Step 4: Modulate Synth’s Filter Cutoff
If you’ve played a lot with Retro Synth you’d know that it’s pretty easy to modulate the cutoff with its own built-in LFO by simply turning up the LFO knob in the filter section. You don’t however have control over the LFO waveform “symmetry” as you do in MIDI Modulator. Symmetry in Modulator can add a nice “swing” feel to the sweep. Add a third MIDI Modulator directly below the second one you added. Click Modulator’s “To” menu and select “learn plug-in parameter” again. Then simply click Retro Synth’s filter Cutoff parameter directly to the right of the word cutoff in the filter section.
I went with a 1/4 rate, 70% Output Level, and adjusted the symmetry to taste for a cool “pulling” or swung sort of feel.
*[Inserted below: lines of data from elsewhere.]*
use std::path::PathBuf;
use anyhow::{bail, Result};
use clap::{Parser, ValueEnum};
use crate::config::CodeTextConfig;
use crate::filter::FilterConfig;
use crate::session::ConsolidationRequest;
use crate::watcher::WatchMode;

#[derive(Parser, Debug)]
#[command(name = "codetext")]
#[command(version)]
#[command(about = "Consolidate a source tree into one text file, optionally keeping it up to date")]
#[command(long_about = "codetext walks a folder, concatenates every matching file into a single text artifact with a header per file, and can watch the folder to regenerate the artifact whenever something changes. Useful for pasting a whole codebase into a tool that only takes text.")]
pub struct Cli {
    /// Folder to consolidate
    #[arg(value_name = "FOLDER", help = "Source folder (defaults to the settings file, then the current directory)")]
    pub path: Option<PathBuf>,

    /// Where to write the artifact
    #[arg(short, long, value_name = "FILE", help = "Output file")]
    pub output: Option<PathBuf>,

    /// Only include these extensions
    #[arg(short, long, value_delimiter = ',', help = "File extensions to include (e.g., py,js,rs)")]
    pub extensions: Option<Vec<String>>,

    /// Glob patterns to leave out
    #[arg(short, long, value_delimiter = ',', help = "Patterns to ignore, relative to the folder (e.g., *.log,temp/*)")]
    pub ignore: Option<Vec<String>>,

    /// Separator token around each record header
    #[arg(short, long, help = "Record separator (default ###)")]
    pub separator: Option<String>,

    /// Gzip the artifact
    #[arg(short = 'z', long, help = "Compress the output (adds .gz)")]
    pub compress: bool,

    /// Leave out location and modification lines
    #[arg(long, help = "Omit per-file metadata lines")]
    pub no_metadata: bool,

    /// Honor .gitignore files while walking
    #[arg(long, help = "Respect .gitignore and .ignore files")]
    pub gitignore: bool,

    /// Reader threads
    #[arg(long, value_name = "N", help = "Number of reader threads (0 = one per core)")]
    pub threads: Option<usize>,

    /// Keep the artifact updated as files change
    #[arg(short, long, help = "Watch the folder and regenerate on changes")]
    pub watch: bool,

    /// Watch backend
    #[arg(short, long, help = "File watching mode")]
    pub mode: Option<WatchMode>,

    /// Coalescing window for change events
    #[arg(long, value_name = "MS", help = "Debounce window in ms")]
    pub debounce: Option<u64>,

    /// Polling interval in milliseconds (for polling mode)
    #[arg(long, value_name = "MS", help = "Polling interval in ms")]
    pub poll_interval: Option<u64>,

    /// Print a diff of the artifact after each regeneration
    #[arg(long, help = "Show what changed after each regeneration")]
    pub show_diff: bool,

    /// List the files that would be included and exit
    #[arg(long, help = "List matching files without writing anything")]
    pub dry_run: bool,

    /// Summary format
    #[arg(long, default_value = "text", help = "Output format for the run summary")]
    pub format: OutputFormat,

    /// Settings file
    #[arg(short, long, value_name = "FILE", help = "Settings file (defaults to ./codetext.toml)")]
    pub config: Option<PathBuf>,

    /// Enable verbose logging
    #[arg(short, long, help = "Enable verbose output", conflicts_with = "quiet")]
    pub verbose: bool,

    /// Only log warnings and errors
    #[arg(short, long, help = "Only show warnings and errors")]
    pub quiet: bool,
}

#[derive(Debug, Clone, Copy, PartialEq, Eq, ValueEnum)]
pub enum OutputFormat {
    /// Human readable summary
    Text,
    /// JSON output for scripting
    Json,
}

impl Cli {
    pub fn setup_logging(&self) {
        let level = if self.verbose {
            tracing::Level::DEBUG
        } else if self.quiet {
            tracing::Level::WARN
        } else {
            tracing::Level::INFO
        };

        tracing_subscriber::fmt()
            .with_max_level(level)
            .with_writer(std::io::stderr)
            .with_target(false)
            .with_thread_ids(false)
            .with_file(false)
            .with_line_number(false)
            .init();
    }

    pub fn validate(&self) -> Result<(), String> {
        if let Some(path) = &self.path {
            if !path.exists() {
                return Err(format!("Path does not exist: {}", path.display()));
            }

            if !path.is_dir() {
                return Err(format!("Path is not a directory: {}", path.display()));
            }
        }

        if self.separator.as_deref().is_some_and(|s| s.trim().is_empty()) {
            return Err("Separator must not be empty".to_string());
        }

        if self.debounce == Some(0) {
            return Err("Debounce must be greater than 0".to_string());
        }

        if self.poll_interval == Some(0) {
            return Err("Poll interval must be greater than 0".to_string());
        }

        Ok(())
    }

    /// Settings file, then environment, then these flags
    pub fn settings(&self) -> Result<CodeTextConfig> {
        let mut config = CodeTextConfig::load_or_default(self.config.as_deref())?.apply_env();

        if let Some(path) = &self.path {
            config.defaults.folder = Some(path.clone());
        }
        if let Some(output) = &self.output {
            config.defaults.output = Some(output.clone());
        }
        if let Some(extensions) = &self.extensions {
            config.defaults.extensions = extensions.clone();
        }
        if let Some(ignore) = &self.ignore {
            config.defaults.ignore = ignore.clone();
        }
        if let Some(separator) = &self.separator {
            config.output.separator = separator.clone();
        }
        if self.compress {
            config.output.compress = true;
        }
        if self.no_metadata {
            config.output.include_metadata = false;
        }
        if self.gitignore {
            config.scan.respect_gitignore = true;
        }
        if let Some(threads) = self.threads {
            config.scan.threads = threads;
        }
        if let Some(mode) = self.mode {
            config.watcher.mode = mode;
        }
        if let Some(debounce) = self.debounce {
            config.watcher.debounce_ms = debounce;
        }
        if let Some(interval) = self.poll_interval {
            config.watcher.poll_interval_ms = interval;
        }
        if self.show_diff {
            config.watcher.show_diff = true;
        }

        if let Err(err) = config.validate() {
            bail!("Invalid settings: {}", err);
        }
        Ok(config)
    }

    /// The consolidation request described by merged settings
    pub fn request(&self, config: &CodeTextConfig) -> Result<ConsolidationRequest> {
        let root = config
            .defaults
            .folder
            .clone()
            .unwrap_or_else(|| std::env::current_dir().unwrap_or_else(|_| PathBuf::from(".")));

        let Some(output_path) = config.defaults.output.clone() else {
            bail!("No output file given: pass --output or set defaults.output in the settings file");
        };

        let filter: FilterConfig = config.filter_config();
        Ok(ConsolidationRequest {
            root,
            filter,
            output_path,
            compress: config.output.compress,
        })
    }
}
The Trigger switch allows you “restart” the LFO every time a new note is received. For highly quantized parts, try setting it to “Multi” so all notes received will restart the LFO. If your part is played more freely try using “Single” as the setting.
Step 5: Move Between Reverb Wet/Dry
Adding reverb to only certain areas of a sequence can really liven it up and create depth. Start by choosing your favorite reverb. I’m using Eventide’s Blackhole for blasts of its epic vast sound. I’ll now add a fourth MIDI Modulator below the third. In this fourth instance of Modulator again click the “To” field and choose “learn plug-in parameter” then click the reverb’s wet/dry level. Try a slower value here like 1/2 or 1/2d. Check the image for my specific settings.
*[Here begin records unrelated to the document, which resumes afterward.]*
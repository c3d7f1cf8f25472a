//! Text decoding for consolidated files
//!
//! Content is sniffed for binary data first, then decoded by byte-order
//! mark, then as UTF-8, and finally with the configured fallback encoding.

use serde::{Deserialize, Serialize};
use crate::error::SkipReason;

/// How many leading bytes are inspected for NUL bytes
const BINARY_SNIFF_LEN: usize = 8000;

const UTF8_BOM: &[u8] = &[0xEF, 0xBB, 0xBF];
const UTF16_LE_BOM: &[u8] = &[0xFF, 0xFE];
const UTF16_BE_BOM: &[u8] = &[0xFE, 0xFF];

/// Encoding used when content is not valid UTF-8
#[derive(Debug, Clone, Copy, Default, PartialEq, Eq, Serialize, Deserialize)]
#[serde(rename_all = "lowercase")]
pub enum FallbackEncoding {
    /// ISO-8859-1: every byte maps to the code point of the same value
    #[default]
    Latin1,
    /// No fallback, non UTF-8 content is skipped
    Strict,
}

/// Encoding a file was actually decoded with
#[derive(Debug, Clone, Copy, PartialEq, Eq)]
pub enum TextEncoding {
    Utf8,
    Utf8Bom,
    Utf16Le,
    Utf16Be,
    Latin1,
}

/// Decode raw file bytes into text
pub fn decode(bytes: &[u8], fallback: FallbackEncoding) -> Result<(String, TextEncoding), SkipReason> {
    if let Some(rest) = bytes.strip_prefix(UTF16_LE_BOM) {
        return decode_utf16(rest, u16::from_le_bytes).map(|s| (s, TextEncoding::Utf16Le));
    }
    if let Some(rest) = bytes.strip_prefix(UTF16_BE_BOM) {
        return decode_utf16(rest, u16::from_be_bytes).map(|s| (s, TextEncoding::Utf16Be));
    }

    if looks_binary(bytes) {
        return Err(SkipReason::Binary);
    }

    if let Some(Ok(s)) = bytes.strip_prefix(UTF8_BOM).map(std::str::from_utf8) {
        return Ok((s.to_string(), TextEncoding::Utf8Bom));
    }

    match std::str::from_utf8(bytes) {
        Ok(s) => Ok((s.to_string(), TextEncoding::Utf8)),
        Err(err) => match fallback {
            FallbackEncoding::Latin1 => Ok((bytes.iter().map(|&b| b as char).collect(), TextEncoding::Latin1)),
            FallbackEncoding::Strict => Err(SkipReason::Undecodable(err.to_string())),
        },
    }
}

/// A NUL byte near the start of a file marks it as binary
pub fn looks_binary(bytes: &[u8]) -> bool {
    let len = bytes.len().min(BINARY_SNIFF_LEN);
    bytes[..len].contains(&0)
}

fn decode_utf16(bytes: &[u8], to_unit: fn([u8; 2]) -> u16) -> Result<String, SkipReason> {
    if bytes.len() % 2 != 0 {
        return Err(SkipReason::Undecodable("odd number of bytes in UTF-16 content".to_string()));
    }

    let units: Vec<u16> = bytes
        .chunks_exact(2)
        .map(|pair| to_unit([pair[0], pair[1]]))
        .collect();

    String::from_utf16(&units).map_err(|e| SkipReason::Undecodable(e.to_string()))
}

#[cfg(test)]
mod tests {
    use super::*;

    #[test]
    fn test_plain_utf8() {
        let (text, enc) = decode("héllo".as_bytes(), FallbackEncoding::Strict).unwrap();
        assert_eq!(text, "héllo");
        assert_eq!(enc, TextEncoding::Utf8);
    }

    #[test]
    fn test_utf8_bom_is_stripped() {
        let bytes = [UTF8_BOM, b"x=1"].concat();
        let (text, enc) = decode(&bytes, FallbackEncoding::Latin1).unwrap();
        assert_eq!(text, "x=1");
        assert_eq!(enc, TextEncoding::Utf8Bom);
    }

    #[test]
    fn test_invalid_utf8_after_bom_uses_fallback() {
        let bytes = [UTF8_BOM, &[b'c', b'a', b'f', 0xE9]].concat();
        let (text, enc) = decode(&bytes, FallbackEncoding::Latin1).unwrap();
        assert!(text.ends_with("café"));
        assert_eq!(enc, TextEncoding::Latin1);

        let err = decode(&bytes, FallbackEncoding::Strict).unwrap_err();
        assert!(matches!(err, SkipReason::Undecodable(_)));
    }

    #[test]
    fn test_latin1_fallback() {
        let bytes = [b'c', b'a', b'f', 0xE9];
        let (text, enc) = decode(&bytes, FallbackEncoding::Latin1).unwrap();
        assert_eq!(text, "café");
        assert_eq!(enc, TextEncoding::Latin1);
    }

    #[test]
    fn test_strict_rejects_invalid_utf8() {
        let bytes = [b'c', b'a', b'f', 0xE9];
        let err = decode(&bytes, FallbackEncoding::Strict).unwrap_err();
        assert!(matches!(err, SkipReason::Undecodable(_)));
    }

    #[test]
    fn test_nul_bytes_are_binary() {
        let bytes = [0x89, b'P', b'N', b'G', 0x00, 0x01];
        assert_eq!(decode(&bytes, FallbackEncoding::Latin1).unwrap_err(), SkipReason::Binary);
    }

    #[test]
    fn test_utf16_le_with_bom() {
        let mut bytes = UTF16_LE_BOM.to_vec();
        for unit in "hi".encode_utf16() {
            bytes.extend_from_slice(&unit.to_le_bytes());
        }
        let (text, enc) = decode(&bytes, FallbackEncoding::Strict).unwrap();
        assert_eq!(text, "hi");
        assert_eq!(enc, TextEncoding::Utf16Le);
    }

    #[test]
    fn test_utf16_be_with_bom() {
        let mut bytes = UTF16_BE_BOM.to_vec();
        for unit in "ok".encode_utf16() {
            bytes.extend_from_slice(&unit.to_be_bytes());
        }
        let (text, _) = decode(&bytes, FallbackEncoding::Strict).unwrap();
        assert_eq!(text, "ok");
    }
}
Step 6: Sweep Any Knob Instantly on Note Press
There’s another side to Modulator. It’s an envelope for adding one time sweeps at the moment you press a note. Unlike in many synths, this envelope can instantly be assigned to control whatever you want it to, not just volume. I’ll add a little more low frequency into my sound by instantly sweeping a Modulator Envelope on Retro Synth’s Sub “Sine” level. After adding a fifth Modulator under the fourth, first turn off the LFO by pressing its power button at top left, then turn on the ENV side with its power button. Click the ENV “To” menu and once again, choose “learn plug-in parameter.” Now click on Retro Synth’s “Sine Level” in the AMP section. Set Modulator’s Output Level pretty high, and the envelope shape “to taste.”
Remember too that in both the LFO and ENV sections of Modulator, there is also an “Offset” slider. Say a parameter you decide to control is being swept too far down or up, this allows you offset the value to focus the range higher or lower. Hope you enjoyed this!
First the unmodulated synth, then all 5 modulations. I added a basic kick to hear against.